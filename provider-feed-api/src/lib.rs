//! # Feed API Provider
//!
//! Client for the upstream social feed API.
//!
//! ## Overview
//!
//! This module provides:
//! - Feed and reels listing (`GET /user/feed`, `GET /user/reels`)
//! - Like and dislike delivery (`POST /user/like`, `DELETE /user/dislike`)
//! - Typed errors that separate transport, server and decode failures
//!
//! All I/O goes through an injected [`HttpClient`](bridge_traits::http::HttpClient).

pub mod connector;
pub mod error;
pub mod types;

pub use connector::{FeedApi, FeedApiConnector};
pub use error::{FeedApiError, Result};
pub use types::{FeedResponse, LikeRequest, LikeTarget, PostDto, ReelDto, ReelsResponse};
+===+
**Task prompt**
Repeat the material word for word, leaving out no line.

**Exercise solution**
filename provider-feed-api/src/lib.rs
//! # Feed API Provider
//!
//! Client for the upstream social feed API.
//!
//! ## Overview
//!
//! This module provides:
//! - Feed and reels listing (`GET /user/feed`, `GET /user/reels`)
//! - Like and dislike delivery (`POST /user/like`, `DELETE /user/dislike`)
//! - Typed errors that separate transport, server and decode failures
//!
//! All I/O goes through an injected [`HttpClient`](bridge_traits::http::HttpClient).

pub mod connector;
pub mod error;
pub mod types;

pub use connector::{FeedApi, FeedApiConnector};
pub use error::{FeedApiError, Result};
pub use types::{FeedResponse, LikeRequest, LikeTarget, PostDto, ReelDto, ReelsResponse};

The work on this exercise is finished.